TO DO => Give the lines again exactly, from the one holding "let report = h.ctl.step();" to the last line of the listing below, both ends included and nothing added.

EXERCISE DATA =>
....
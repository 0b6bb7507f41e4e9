//! Control socket (server/client).

use std::path::{Path, PathBuf};

use anyhow::anyhow;

pub mod client;
pub mod server;

pub fn socket_path() -> anyhow::Result<PathBuf> {
    if let Some(p) = std::env::var_os("HPD_SOCKET_PATH") {
        return Ok(PathBuf::from(p));
    }

    let dir =
        std::env::var_os("XDG_RUNTIME_DIR").ok_or_else(|| anyhow!("XDG_RUNTIME_DIR is not set"))?;
    Ok(Path::new(&dir).join("hpd.sock"))
}
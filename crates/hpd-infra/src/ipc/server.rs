//! Control socket server.
//!
//! Runs on its own thread. The only thing it can do to the daemon is set the
//! reload flag.

use std::io::{BufRead, BufReader, Write};
use std::os::unix::net::{UnixListener, UnixStream};
use std::path::Path;
use std::thread::{self, JoinHandle};

use anyhow::Context;
use tracing::{debug, warn};

use hpd_core::ReloadSignal;
use hpd_core::protocol::{Request, Response};

pub fn spawn(signal: ReloadSignal) -> anyhow::Result<JoinHandle<()>> {
    spawn_at(&super::socket_path()?, signal)
}

/// Binds synchronously so a bad socket path fails startup, then serves in the
/// background.
pub fn spawn_at(sock: &Path, signal: ReloadSignal) -> anyhow::Result<JoinHandle<()>> {
    let listener = bind(sock)?;
    let sock = sock.to_path_buf();

    thread::Builder::new()
        .name("hpd-ipc".into())
        .spawn(move || serve(&listener, &sock, &signal))
        .context("spawn ipc thread")
}

fn bind(sock: &Path) -> anyhow::Result<UnixListener> {
    // A stale socket from a previous run would make bind fail.
    if sock.exists() {
        std::fs::remove_file(sock).with_context(|| format!("remove existing socket {sock:?}"))?;
    }

    let listener = UnixListener::bind(sock).with_context(|| format!("bind socket {sock:?}"))?;

    {
        use std::os::unix::fs::PermissionsExt;
        if let Err(err) = std::fs::set_permissions(sock, std::fs::Permissions::from_mode(0o600)) {
            warn!("could not restrict socket permissions: {err}");
        }
    }

    debug!(socket = %sock.display(), "control socket listening");
    Ok(listener)
}

fn serve(listener: &UnixListener, sock: &Path, signal: &ReloadSignal) {
    for stream in listener.incoming() {
        let result = stream
            .context("accept")
            .and_then(|stream| handle_client(stream, signal));
        if let Err(err) = result {
            warn!(socket = %sock.display(), "control client error: {err:#}");
        }
    }
}

fn handle_client(stream: UnixStream, signal: &ReloadSignal) -> anyhow::Result<()> {
    let mut w = stream.try_clone().context("clone stream")?;
    let r = BufReader::new(stream);

    for line in r.lines() {
        let line = line.context("read line")?;
        let resp = match Request::parse_line(&line) {
            Ok(Request::Ping) => Response::OkMsg("running".into()),
            Ok(Request::Reload) => {
                signal.trigger();
                debug!("reload requested over control socket");
                Response::OkMsg("reload queued".into())
            }
            Err(_) => Response::Err("unknown_command".into()),
        };

        w.write_all(resp.to_line().as_bytes()).context("write response")?;
        w.flush().context("flush")?;
    }

    Ok(())
}
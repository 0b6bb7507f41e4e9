//! Control socket client.

use std::io::{BufRead, BufReader, Write};
use std::os::unix::net::UnixStream;
use std::path::Path;

use anyhow::{Context, anyhow};

use hpd_core::protocol::{Request, Response};

pub fn send_at(sock: &Path, req: Request) -> anyhow::Result<Response> {
    let mut stream = UnixStream::connect(sock)
        .with_context(|| format!("connect {sock:?} (is the daemon running?)"))?;

    stream.write_all(req.to_line().as_bytes()).context("write")?;
    stream.flush().context("flush")?;

    let mut reader = BufReader::new(stream);
    let mut resp_line = String::new();
    reader.read_line(&mut resp_line).context("read response")?;
    Response::parse_line(&resp_line)
}

fn send(req: Request) -> anyhow::Result<String> {
    match send_at(&super::socket_path()?, req)? {
        Response::Ok => Ok("OK".to_string()),
        Response::OkMsg(msg) => Ok(format!("OK {msg}")),
        Response::Err(msg) => Err(anyhow!("{msg}")),
    }
}

/// Returns the daemon's status line.
pub fn status() -> anyhow::Result<String> {
    send(Request::Ping)
}

pub fn reload() -> anyhow::Result<String> {
    send(Request::Reload)
}
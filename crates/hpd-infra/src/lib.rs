//! hpd-infra: OS adapters (wallpaper backends, SIGHUP, control socket, detach).

pub mod daemon;
pub mod env_detect;
pub mod ipc;
pub mod paths;
pub mod signals;
pub mod wallpaper;
//! CLI output formatting and logging setup.

use tracing_subscriber::EnvFilter;

pub fn debug_enabled() -> bool {
    std::env::var_os("HPD_DEBUG").is_some_and(|v| !v.is_empty())
}

/// `RUST_LOG` wins; otherwise `info`, or `debug` with `HPD_DEBUG` set.
pub fn init_logging() {
    let default = if debug_enabled() { "debug" } else { "info" };
    tracing_subscriber::fmt()
        .with_env_filter(
            EnvFilter::try_from_default_env().unwrap_or_else(|_| EnvFilter::new(default)),
        )
        .with_writer(std::io::stderr)
        .init();
}

pub fn print_error(err: &anyhow::Error) {
    if debug_enabled() {
        eprintln!("hpd: {err:?}");
    } else {
        eprintln!("hpd: {err:#}");
    }
}
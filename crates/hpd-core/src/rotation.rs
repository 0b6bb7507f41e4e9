//! Rotation control loop.
//!
//! Each tick runs, in order: reload check, select + apply, wait.
//! Only this loop touches the configuration and the cursor; the outside world
//! reaches in through [`ReloadSignal`] alone.

use std::path::{Path, PathBuf};
use std::time::Duration;

use tracing::{debug, info, warn};

use crate::config::{ConfigError, ConfigStore, Configuration};
use crate::reload::ReloadSignal;

/// Applies a wallpaper. Best-effort from the loop's point of view.
pub trait WallpaperSetter {
    fn apply(&self, path: &Path) -> anyhow::Result<()>;
}

impl<T: WallpaperSetter + ?Sized> WallpaperSetter for Box<T> {
    fn apply(&self, path: &Path) -> anyhow::Result<()> {
        (**self).apply(path)
    }
}

pub trait Sleeper {
    fn sleep(&self, duration: Duration);
}

#[derive(Debug, Clone, Copy, Default)]
pub struct ThreadSleeper;

impl Sleeper for ThreadSleeper {
    fn sleep(&self, duration: Duration) {
        std::thread::sleep(duration);
    }
}

#[derive(Debug, Clone, Copy, PartialEq, Eq)]
pub enum ReloadOutcome {
    NotRequested,
    Reloaded,
    /// Previous configuration kept.
    Failed,
}

/// What a single [`RotationController::step`] did.
#[derive(Debug, Clone, PartialEq, Eq)]
pub struct TickReport {
    pub reload: ReloadOutcome,
    pub applied: Option<PathBuf>,
    pub apply_failed: bool,
}

pub struct RotationController<S, Z = ThreadSleeper> {
    store: ConfigStore,
    setter: S,
    sleeper: Z,
    signal: ReloadSignal,
    config: Configuration,
    current_index: usize,
}

impl<S: WallpaperSetter, Z: Sleeper> RotationController<S, Z> {
    /// Loads the initial configuration. A missing source here is fatal.
    pub fn start(
        store: ConfigStore,
        setter: S,
        sleeper: Z,
        signal: ReloadSignal,
    ) -> Result<Self, ConfigError> {
        let config = store.load()?;
        info!(
            path = %store.path().display(),
            interval = config.interval().as_secs(),
            wallpapers = config.wallpapers().len(),
            "config loaded"
        );
        Ok(Self::with_config(store, setter, sleeper, signal, config))
    }

    pub fn with_config(
        store: ConfigStore,
        setter: S,
        sleeper: Z,
        signal: ReloadSignal,
        config: Configuration,
    ) -> Self {
        Self {
            store,
            setter,
            sleeper,
            signal,
            config,
            current_index: 0,
        }
    }

    pub fn config(&self) -> &Configuration {
        &self.config
    }

    pub fn current_index(&self) -> usize {
        self.current_index
    }

    pub fn signal(&self) -> &ReloadSignal {
        &self.signal
    }

    pub fn run(&mut self) -> ! {
        loop {
            self.tick();
        }
    }

    /// One full iteration, including the wait.
    pub fn tick(&mut self) -> TickReport {
        let report = self.step();
        // Read after a possible reload so a new interval applies right away.
        self.sleeper.sleep(self.config.interval());
        report
    }

    /// Reload check plus select/apply, without waiting.
    pub fn step(&mut self) -> TickReport {
        let reload = self.reload_if_pending();

        let Some(path) = self.select_next() else {
            return TickReport {
                reload,
                applied: None,
                apply_failed: false,
            };
        };

        let apply_failed = match self.setter.apply(&path) {
            Ok(()) => {
                debug!(path = %path.display(), "wallpaper applied");
                false
            }
            Err(err) => {
                warn!(path = %path.display(), "failed to apply wallpaper: {err:#}");
                true
            }
        };

        TickReport {
            reload,
            applied: Some(path),
            apply_failed,
        }
    }

    fn reload_if_pending(&mut self) -> ReloadOutcome {
        if !self.signal.take() {
            return ReloadOutcome::NotRequested;
        }

        match self.store.load() {
            Ok(config) => {
                info!(
                    interval = config.interval().as_secs(),
                    wallpapers = config.wallpapers().len(),
                    "config reloaded"
                );
                self.config = config;
                self.current_index = 0;
                ReloadOutcome::Reloaded
            }
            Err(err) => {
                warn!("reload failed, keeping previous config: {:#}", anyhow::Error::from(err));
                ReloadOutcome::Failed
            }
        }
    }

    /// Advances the cursor whenever something is selected, regardless of what
    /// happens to the apply afterwards.
    fn select_next(&mut self) -> Option<PathBuf> {
        let wallpapers = self.config.wallpapers();
        if wallpapers.is_empty() {
            return None;
        }
        let path = wallpapers[self.current_index].clone();
        self.current_index = (self.current_index + 1) % wallpapers.len();
        Some(path)
    }
}

#[cfg(test)]
mod tests {
    use std::cell::RefCell;
    use std::rc::Rc;

    use anyhow::anyhow;

    use super::*;

    #[derive(Default, Clone)]
    struct Recorder {
        applied: Rc<RefCell<Vec<PathBuf>>>,
        fail_on: Option<PathBuf>,
    }

    impl WallpaperSetter for Recorder {
        fn apply(&self, path: &Path) -> anyhow::Result<()> {
            self.applied.borrow_mut().push(path.to_path_buf());
            if self.fail_on.as_deref() == Some(path) {
                return Err(anyhow!("hyprctl exited with status 1"));
            }
            Ok(())
        }
    }

    #[derive(Default, Clone)]
    struct RecordingSleeper {
        waits: Rc<RefCell<Vec<Duration>>>,
    }

    impl Sleeper for RecordingSleeper {
        fn sleep(&self, duration: Duration) {
            self.waits.borrow_mut().push(duration);
        }
    }

    struct Harness {
        _dir: tempfile::TempDir,
        conf: PathBuf,
        applied: Rc<RefCell<Vec<PathBuf>>>,
        waits: Rc<RefCell<Vec<Duration>>>,
        ctl: RotationController<Recorder, RecordingSleeper>,
    }

    fn harness(text: &str, fail_on: Option<&str>) -> Harness {
        let dir = tempfile::tempdir().unwrap();
        let conf = dir.path().join("hpd.conf");
        std::fs::write(&conf, text).unwrap();

        let setter = Recorder {
            fail_on: fail_on.map(PathBuf::from),
            ..Recorder::default()
        };
        let sleeper = RecordingSleeper::default();
        let applied = Rc::clone(&setter.applied);
        let waits = Rc::clone(&sleeper.waits);

        let ctl = RotationController::start(
            ConfigStore::new(&conf),
            setter,
            sleeper,
            ReloadSignal::new(),
        )
        .unwrap();

        Harness {
            _dir: dir,
            conf,
            applied,
            waits,
            ctl,
        }
    }

    fn pb(items: &[&str]) -> Vec<PathBuf> {
        items.iter().map(PathBuf::from).collect()
    }

    #[test]
    fn ticks_cycle_through_list_and_wrap() {
        let mut h = harness("interval=5\n/a.png\n/b.png\n#comment\n/c.png\n", None);

        let selected: Vec<_> = (0..4).map(|_| h.ctl.tick().applied.unwrap()).collect();

        assert_eq!(selected, pb(&["/a.png", "/b.png", "/c.png", "/a.png"]));
        assert_eq!(*h.waits.borrow(), vec![Duration::from_secs(5); 4]);
    }

    #[test]
    fn full_cycle_visits_every_entry_once() {
        let mut h = harness("/1\n/2\n/3\n/2\n/5\n", None);
        for _ in 0..5 {
            h.ctl.step();
        }
        assert_eq!(*h.applied.borrow(), pb(&["/1", "/2", "/3", "/2", "/5"]));
        assert_eq!(h.ctl.current_index(), 0);
        assert_eq!(h.ctl.step().applied, Some(PathBuf::from("/1")));
    }

    #[test]
    fn successful_reload_restarts_from_first_entry() {
        let mut h = harness("/a\n/b\n/c\n", None);
        h.ctl.step();
        h.ctl.step();
        assert_eq!(h.ctl.current_index(), 2);

        std::fs::write(&h.conf, "interval=9\n/x\n/y\n").unwrap();
        h.ctl.signal().trigger();

        let report = h.ctl.tick();
        assert_eq!(report.reload, ReloadOutcome::Reloaded);
        assert_eq!(report.applied, Some(PathBuf::from("/x")));
        assert_eq!(h.ctl.config().wallpapers(), pb(&["/x", "/y"]));
        assert_eq!(h.waits.borrow().last(), Some(&Duration::from_secs(9)));
    }

    #[test]
    fn reload_removes_entries() {
        let mut h = harness("/a\n/b\n", None);
        std::fs::write(&h.conf, "/b\n").unwrap();
        h.ctl.signal().trigger();
        h.ctl.step();
        h.ctl.step();
        assert_eq!(*h.applied.borrow(), pb(&["/b", "/b"]));
    }

    #[test]
    fn failed_reload_keeps_config_and_position() {
        let mut h = harness("interval=3\n/a\n/b\n/c\n", None);
        h.ctl.step();
        let before = h.ctl.config().clone();
        assert_eq!(h.ctl.current_index(), 1);

        std::fs::remove_file(&h.conf).unwrap();
        h.ctl.signal().trigger();

        let report = h.ctl.step();
        assert_eq!(report.reload, ReloadOutcome::Failed);
        assert_eq!(report.applied, Some(PathBuf::from("/b")));
        assert_eq!(h.ctl.config(), &before);
        assert!(!h.ctl.signal().is_pending());
    }

    #[test]
    fn empty_list_never_applies() {
        let mut h = harness("interval=2\n# nothing here\n", None);
        for _ in 0..3 {
            let report = h.ctl.tick();
            assert_eq!(report.applied, None);
            assert!(!report.apply_failed);
        }
        assert!(h.applied.borrow().is_empty());
        assert_eq!(*h.waits.borrow(), vec![Duration::from_secs(2); 3]);
    }

    #[test]
    fn apply_failure_still_advances() {
        let mut h = harness("/bad\n/good\n", Some("/bad"));

        let first = h.ctl.step();
        assert!(first.apply_failed);
        assert_eq!(h.ctl.current_index(), 1);

        let second = h.ctl.step();
        assert!(!second.apply_failed);
        assert_eq!(second.applied, Some(PathBuf::from("/good")));
        // No retry within a tick.
        assert_eq!(*h.applied.borrow(), pb(&["/bad", "/good"]));
    }

    #[test]
    fn no_reload_without_trigger() {
        let mut h = harness("/a\n/b\n", None);
        std::fs::write(&h.conf, "/z\n").unwrap();
        assert_eq!(h.ctl.step().reload, ReloadOutcome::NotRequested);
        assert_eq!(h.ctl.step().applied, Some(PathBuf::from("/b")));
    }

    #[test]
    fn start_fails_without_source() {
        let dir = tempfile::tempdir().unwrap();
        let res = RotationController::start(
            ConfigStore::new(dir.path().join("missing.conf")),
            Recorder::default(),
            RecordingSleeper::default(),
            ReloadSignal::new(),
        );
        assert!(matches!(res, Err(ConfigError::SourceUnavailable { .. })));
    }
}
....
REPLY TO THE EXERCISE =>
        let report = h.ctl.step();
        assert_eq!(report.reload, ReloadOutcome::Failed);
        assert_eq!(report.applied, Some(PathBuf::from("/b")));
        assert_eq!(h.ctl.config(), &before);
        assert!(!h.ctl.signal().is_pending());
    }

    #[test]
    fn empty_list_never_applies() {
        let mut h = harness("interval=2\n# nothing here\n", None);
        for _ in 0..3 {
            let report = h.ctl.tick();
            assert_eq!(report.applied, None);
            assert!(!report.apply_failed);
        }
        assert!(h.applied.borrow().is_empty());
        assert_eq!(*h.waits.borrow(), vec![Duration::from_secs(2); 3]);
    }

    #[test]
    fn apply_failure_still_advances() {
        let mut h = harness("/bad\n/good\n", Some("/bad"));

        let first = h.ctl.step();
        assert!(first.apply_failed);
        assert_eq!(h.ctl.current_index(), 1);

        let second = h.ctl.step();
        assert!(!second.apply_failed);
        assert_eq!(second.applied, Some(PathBuf::from("/good")));
        // No retry within a tick.
        assert_eq!(*h.applied.borrow(), pb(&["/bad", "/good"]));
    }

    #[test]
    fn no_reload_without_trigger() {
        let mut h = harness("/a\n/b\n", None);
        std::fs::write(&h.conf, "/z\n").unwrap();
        assert_eq!(h.ctl.step().reload, ReloadOutcome::NotRequested);
        assert_eq!(h.ctl.step().applied, Some(PathBuf::from("/b")));
    }

    #[test]
    fn start_fails_without_source() {
        let dir = tempfile::tempdir().unwrap();
        let res = RotationController::start(
            ConfigStore::new(dir.path().join("missing.conf")),
            Recorder::default(),
            RecordingSleeper::default(),
            ReloadSignal::new(),
        );
        assert!(matches!(res, Err(ConfigError::SourceUnavailable { .. })));
    }
}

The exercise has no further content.